Exercise brief: Return every line from the one with "filename src/web.rs" through the one with "use thiserror::Error;", inclusive, exactly as it appears below.

START Dataset entries

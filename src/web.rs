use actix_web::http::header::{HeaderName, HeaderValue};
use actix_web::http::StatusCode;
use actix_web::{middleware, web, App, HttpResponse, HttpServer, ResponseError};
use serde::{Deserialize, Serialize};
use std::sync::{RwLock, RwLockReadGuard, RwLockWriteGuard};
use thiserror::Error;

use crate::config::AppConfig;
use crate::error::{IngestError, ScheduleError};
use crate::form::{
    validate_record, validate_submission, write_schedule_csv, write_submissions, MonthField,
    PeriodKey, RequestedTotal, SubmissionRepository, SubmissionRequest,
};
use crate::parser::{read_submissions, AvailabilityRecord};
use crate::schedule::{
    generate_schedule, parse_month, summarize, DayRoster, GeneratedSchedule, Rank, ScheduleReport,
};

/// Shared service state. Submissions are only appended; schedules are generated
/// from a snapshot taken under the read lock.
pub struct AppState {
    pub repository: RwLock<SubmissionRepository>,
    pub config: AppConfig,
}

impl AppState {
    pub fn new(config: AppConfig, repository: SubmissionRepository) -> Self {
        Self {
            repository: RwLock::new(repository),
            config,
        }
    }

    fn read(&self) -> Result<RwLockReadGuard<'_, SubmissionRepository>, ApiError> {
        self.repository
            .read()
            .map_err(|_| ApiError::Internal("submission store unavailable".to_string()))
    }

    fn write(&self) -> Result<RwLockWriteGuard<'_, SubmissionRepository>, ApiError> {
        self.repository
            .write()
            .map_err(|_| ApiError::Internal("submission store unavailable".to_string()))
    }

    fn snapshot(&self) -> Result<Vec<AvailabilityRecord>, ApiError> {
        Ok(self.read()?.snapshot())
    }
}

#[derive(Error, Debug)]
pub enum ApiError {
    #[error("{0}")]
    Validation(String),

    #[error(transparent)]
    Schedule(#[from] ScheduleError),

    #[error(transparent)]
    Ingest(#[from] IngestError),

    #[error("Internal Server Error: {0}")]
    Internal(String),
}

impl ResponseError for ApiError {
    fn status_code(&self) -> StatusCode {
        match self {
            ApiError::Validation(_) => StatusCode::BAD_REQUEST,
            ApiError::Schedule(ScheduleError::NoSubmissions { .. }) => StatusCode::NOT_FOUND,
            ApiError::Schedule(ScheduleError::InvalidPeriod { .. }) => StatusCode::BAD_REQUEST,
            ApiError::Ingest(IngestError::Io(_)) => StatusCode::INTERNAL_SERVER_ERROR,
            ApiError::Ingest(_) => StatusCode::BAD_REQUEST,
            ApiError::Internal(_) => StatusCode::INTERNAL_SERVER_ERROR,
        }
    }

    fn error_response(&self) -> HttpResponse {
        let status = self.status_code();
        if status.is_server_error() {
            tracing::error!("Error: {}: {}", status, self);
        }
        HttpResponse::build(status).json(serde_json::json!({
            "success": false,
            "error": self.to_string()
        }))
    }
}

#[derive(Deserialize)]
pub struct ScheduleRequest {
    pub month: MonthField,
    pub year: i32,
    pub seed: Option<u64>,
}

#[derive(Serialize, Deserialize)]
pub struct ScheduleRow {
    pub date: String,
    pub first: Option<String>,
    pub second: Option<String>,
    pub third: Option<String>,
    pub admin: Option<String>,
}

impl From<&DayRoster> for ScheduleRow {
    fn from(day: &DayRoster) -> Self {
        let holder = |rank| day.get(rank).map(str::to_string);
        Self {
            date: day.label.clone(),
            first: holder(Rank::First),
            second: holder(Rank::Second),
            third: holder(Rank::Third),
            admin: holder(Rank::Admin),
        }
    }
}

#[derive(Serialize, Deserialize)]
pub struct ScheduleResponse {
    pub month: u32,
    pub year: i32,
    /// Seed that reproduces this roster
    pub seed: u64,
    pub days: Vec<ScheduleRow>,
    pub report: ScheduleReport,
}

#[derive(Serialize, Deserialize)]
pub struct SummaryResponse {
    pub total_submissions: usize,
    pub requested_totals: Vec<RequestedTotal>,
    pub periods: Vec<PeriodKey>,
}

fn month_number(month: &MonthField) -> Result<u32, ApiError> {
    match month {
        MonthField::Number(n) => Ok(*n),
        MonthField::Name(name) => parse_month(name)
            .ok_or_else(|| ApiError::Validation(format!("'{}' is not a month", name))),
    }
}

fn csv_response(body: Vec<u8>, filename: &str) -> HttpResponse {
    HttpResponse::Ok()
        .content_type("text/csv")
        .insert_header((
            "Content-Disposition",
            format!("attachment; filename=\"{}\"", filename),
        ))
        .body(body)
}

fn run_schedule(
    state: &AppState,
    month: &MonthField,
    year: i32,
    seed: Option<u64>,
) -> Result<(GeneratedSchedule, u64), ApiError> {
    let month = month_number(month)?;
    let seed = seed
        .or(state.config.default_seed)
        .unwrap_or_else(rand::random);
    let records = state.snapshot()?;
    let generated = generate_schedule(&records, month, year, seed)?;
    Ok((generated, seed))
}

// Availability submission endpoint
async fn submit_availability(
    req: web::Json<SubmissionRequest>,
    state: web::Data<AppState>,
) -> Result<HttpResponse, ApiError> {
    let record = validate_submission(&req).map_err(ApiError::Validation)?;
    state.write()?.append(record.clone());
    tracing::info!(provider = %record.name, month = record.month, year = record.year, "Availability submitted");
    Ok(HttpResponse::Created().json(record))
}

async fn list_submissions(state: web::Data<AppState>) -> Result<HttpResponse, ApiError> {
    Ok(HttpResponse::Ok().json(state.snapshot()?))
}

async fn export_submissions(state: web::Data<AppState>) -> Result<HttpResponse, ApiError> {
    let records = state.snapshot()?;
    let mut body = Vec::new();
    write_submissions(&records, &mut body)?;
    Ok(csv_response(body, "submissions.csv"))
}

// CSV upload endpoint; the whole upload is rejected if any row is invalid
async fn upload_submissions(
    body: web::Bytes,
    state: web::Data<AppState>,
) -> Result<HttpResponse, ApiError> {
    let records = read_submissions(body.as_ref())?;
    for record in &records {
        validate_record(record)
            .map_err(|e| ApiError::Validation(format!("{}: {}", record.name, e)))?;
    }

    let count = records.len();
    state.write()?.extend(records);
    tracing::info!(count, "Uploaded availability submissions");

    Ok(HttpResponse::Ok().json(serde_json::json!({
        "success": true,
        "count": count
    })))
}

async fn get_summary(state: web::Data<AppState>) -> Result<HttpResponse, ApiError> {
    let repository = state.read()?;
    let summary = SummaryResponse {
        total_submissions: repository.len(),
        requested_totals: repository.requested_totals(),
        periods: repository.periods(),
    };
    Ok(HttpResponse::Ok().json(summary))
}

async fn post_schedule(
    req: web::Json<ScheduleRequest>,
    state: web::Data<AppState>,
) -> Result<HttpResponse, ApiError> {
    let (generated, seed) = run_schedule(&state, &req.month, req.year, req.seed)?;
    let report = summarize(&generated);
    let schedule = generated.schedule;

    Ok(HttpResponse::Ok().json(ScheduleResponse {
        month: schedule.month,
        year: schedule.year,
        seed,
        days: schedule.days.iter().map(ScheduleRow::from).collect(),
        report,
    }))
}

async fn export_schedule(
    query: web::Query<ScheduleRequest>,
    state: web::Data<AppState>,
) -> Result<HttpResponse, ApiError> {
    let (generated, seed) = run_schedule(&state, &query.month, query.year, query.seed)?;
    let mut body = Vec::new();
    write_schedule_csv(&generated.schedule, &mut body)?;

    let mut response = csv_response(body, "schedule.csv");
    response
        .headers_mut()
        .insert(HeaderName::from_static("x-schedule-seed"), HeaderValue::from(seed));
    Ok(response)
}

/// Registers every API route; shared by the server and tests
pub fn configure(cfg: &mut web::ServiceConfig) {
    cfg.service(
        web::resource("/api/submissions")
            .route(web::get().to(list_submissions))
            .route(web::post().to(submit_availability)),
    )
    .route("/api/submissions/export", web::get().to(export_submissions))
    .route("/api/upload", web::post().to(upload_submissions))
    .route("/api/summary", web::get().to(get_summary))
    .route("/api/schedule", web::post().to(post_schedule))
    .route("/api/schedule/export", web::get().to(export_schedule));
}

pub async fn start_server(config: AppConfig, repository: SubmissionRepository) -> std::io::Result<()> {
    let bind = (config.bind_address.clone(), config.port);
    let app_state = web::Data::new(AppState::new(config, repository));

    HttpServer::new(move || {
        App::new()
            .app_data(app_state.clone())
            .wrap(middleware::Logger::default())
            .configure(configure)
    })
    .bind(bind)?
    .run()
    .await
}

END Dataset entries
START Dataset entries

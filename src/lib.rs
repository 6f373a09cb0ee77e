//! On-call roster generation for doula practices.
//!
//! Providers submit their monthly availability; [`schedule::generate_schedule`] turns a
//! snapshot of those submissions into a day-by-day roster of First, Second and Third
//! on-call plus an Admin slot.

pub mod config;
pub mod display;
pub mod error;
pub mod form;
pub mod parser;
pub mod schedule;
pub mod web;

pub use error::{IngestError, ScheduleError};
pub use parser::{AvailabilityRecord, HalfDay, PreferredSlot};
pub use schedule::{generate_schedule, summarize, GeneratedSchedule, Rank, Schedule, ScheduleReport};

END Dataset entries

Your response:
filename src/web.rs
use actix_web::http::header::{HeaderName, HeaderValue};
use actix_web::http::StatusCode;
use actix_web::{middleware, web, App, HttpResponse, HttpServer, ResponseError};
use serde::{Deserialize, Serialize};
use std::sync::{RwLock, RwLockReadGuard, RwLockWriteGuard};
use thiserror::Error;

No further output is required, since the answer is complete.